A lo largo del paseo, que llega desde el Puente Martínez Catena hasta Miramar, luce una fila de insípidas palmeras washingtonias, de poca belleza y dudosa utilidad, pues debido a su alto porte y menguada copa, no proporcionan sombra alguna. A raíz de su emplazamiento, alguien escribió en este periódico una dura crítica señalando el error de tal plantación, máxime cuando la Ciudad está tomando medidas drásticas en cuanto a la protección de todo tipo de palmeras, muchas de ellas afectadas por una plaga de voraces gorgojos conocidos con el nombre de picudo rojo.
No parece tener mucho sentido el introducir ejemplares de árboles predispuestos al ataque del malvado picudo, que puede terminar con ellos en un santiamén.
Toma asiento junto a mí, mi amigo Fernando, que suele recorrer pausadamente la senda, al atardecer, con el que comparto la reflexión palmera. Fernando, que, además de observador, también se ha vuelto un tanto crítico, coincide con mi observación y me señala que según leyó hace un par de semanas en el periódico, se ha adjudicado a una empresa de Elche la implantación a lo largo del Paseo Marítimo de la Bahía Norte, de otro extenso lote de palmeras de ese mismo tipo, con lo que Ceuta puede pasar, en poco tiempo, a ser considerada la Ciudad washingtonia por excelencia.
En diferentes ocasiones personas de reconocida solvencia han escrito en este periódico sobre la errática política municipal de protección de la naturaleza, especialmente en lo que respecta a la conservación y repoblación arbórea. Con frecuencia inusitada se quitan y ponen árboles en calles, parques y jardines, sin orden ni concierto. Se importan especies vegetales de las más extrañas procedencias. Se talan bosques arruinando el escaso patrimonio vegetal del territorio, que con el tiempo quedará convertido en un mazacote de hormigón rodeado de palmeras extravagantes…
Por los hechos, no parece que quienes deben velar por la coherencia forestal,(¿Obimasa?) tengan establecidos unos protocolos para actuar en cada uno de los diferentes ámbitos ciudadanos, evitando de esa manera gastos inútiles, esfuerzos y la desaparición de ejemplares centenarios, como ha ocurrido en el Parque de SanAmaro, en el que –por lo que parece- las especies vegetales van a ser sustituidas por una ringlera de fuentes rumorosas.
Desde el punto de vista medioambiental resulta infinitamente más rentable y eficaz el preservar y favorecer, con sentido común, el desarrollo de la masa árborea de la ciudad, que el exagerado afán de engalanar plazas y calles con flores importadas, en un incesante vaivén distributivo que deja atónitos a quienes nos visitan.

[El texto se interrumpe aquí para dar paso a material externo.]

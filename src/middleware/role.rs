//! Role-based authorization for handlers and sub-routers.
//!
//! Two ways to require a role:
//! 1. Layer-based, with [`require_admin`] via `middleware::from_fn_with_state`
//! 2. Extractor-based, with [`RequireAdmin`] / [`RequireStudent`]
//!
//! plus [`check_role`] for checks inside handler logic.

use axum::{
    extract::{FromRequestParts, Request, State},
    http::request::Parts,
    middleware::Next,
    response::{IntoResponse, Response},
};

use vibeflix_auth::Role;
use vibeflix_core::AppError;

use crate::middleware::auth::AuthUser;
use crate::middleware::gate::FORBIDDEN;
use crate::state::AppState;

/// Fails with 403 `Acesso negado` unless the session has `required_role`.
pub fn check_role(auth_user: &AuthUser, required_role: Role) -> Result<(), AppError> {
    if auth_user.role() != required_role {
        tracing::debug!(
            user_id = %auth_user.user_id(),
            required = %required_role,
            actual = %auth_user.role(),
            "Role check failed"
        );
        return Err(AppError::forbidden(FORBIDDEN.to_string()));
    }

    Ok(())
}

/// Router layer for admin-only sub-routers.
///
/// ```rust,ignore
/// Router::new()
///     .nest("/admin/students", init_students_router())
///     .route_layer(middleware::from_fn_with_state(state.clone(), require_admin));
/// ```
pub async fn require_admin(State(state): State<AppState>, req: Request, next: Next) -> Response {
    let (mut parts, body) = req.into_parts();

    let auth_user = match AuthUser::from_request_parts(&mut parts, &state).await {
        Ok(user) => user,
        Err(err) => return err.into_response(),
    };

    if let Err(err) = check_role(&auth_user, Role::Admin) {
        return err.into_response();
    }

    next.run(Request::from_parts(parts, body)).await
}

#[derive(Debug, Clone)]
pub struct RequireAdmin(pub AuthUser);

impl FromRequestParts<AppState> for RequireAdmin {
    type Rejection = AppError;

    async fn from_request_parts(
        parts: &mut Parts,
        state: &AppState,
    ) -> Result<Self, Self::Rejection> {
        let auth_user = AuthUser::from_request_parts(parts, state).await?;
        check_role(&auth_user, Role::Admin)?;
        Ok(RequireAdmin(auth_user))
    }
}

#[derive(Debug, Clone)]
pub struct RequireStudent(pub AuthUser);

impl FromRequestParts<AppState> for RequireStudent {
    type Rejection = AppError;

    async fn from_request_parts(
        parts: &mut Parts,
        state: &AppState,
    ) -> Result<Self, Self::Rejection> {
        let auth_user = AuthUser::from_request_parts(parts, state).await?;
        check_role(&auth_user, Role::Student)?;
        Ok(RequireStudent(auth_user))
    }
}

#[cfg(test)]
mod tests {
    use super::*;
    use axum::http::StatusCode;
    use uuid::Uuid;
    use vibeflix_auth::SessionClaims;

    fn auth_user(role: Role) -> AuthUser {
        AuthUser(SessionClaims {
            user_id: Uuid::new_v4(),
            email: "user@vibeflix.com".to_string(),
            role,
            iat: 0,
            exp: i64::MAX,
        })
    }

    #[test]
    fn test_check_role_matching() {
        assert!(check_role(&auth_user(Role::Admin), Role::Admin).is_ok());
        assert!(check_role(&auth_user(Role::Student), Role::Student).is_ok());
    }

    #[test]
    fn test_check_role_mismatch_is_forbidden() {
        let err = check_role(&auth_user(Role::Student), Role::Admin).unwrap_err();
        assert_eq!(err.status, StatusCode::FORBIDDEN);
        assert_eq!(err.error.to_string(), "Acesso negado");

        let err = check_role(&auth_user(Role::Admin), Role::Student).unwrap_err();
        assert_eq!(err.status, StatusCode::FORBIDDEN);
    }
}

Es posible que sea esa, precisamente, la idea que prime en los actuales mandamases de la cosa medioambiental.
De regreso, atravieso la calle Jáudenes bordeada de hermosos magnolios en flor que ya deben superar los 5 o 6 metros de altitud, lo que –en vista de lo ocurrido en la calle Independencia en su día- pudiera motivar las quejas de los vecinos y su posterior sustitución.¿Por palmeras washingtonias?....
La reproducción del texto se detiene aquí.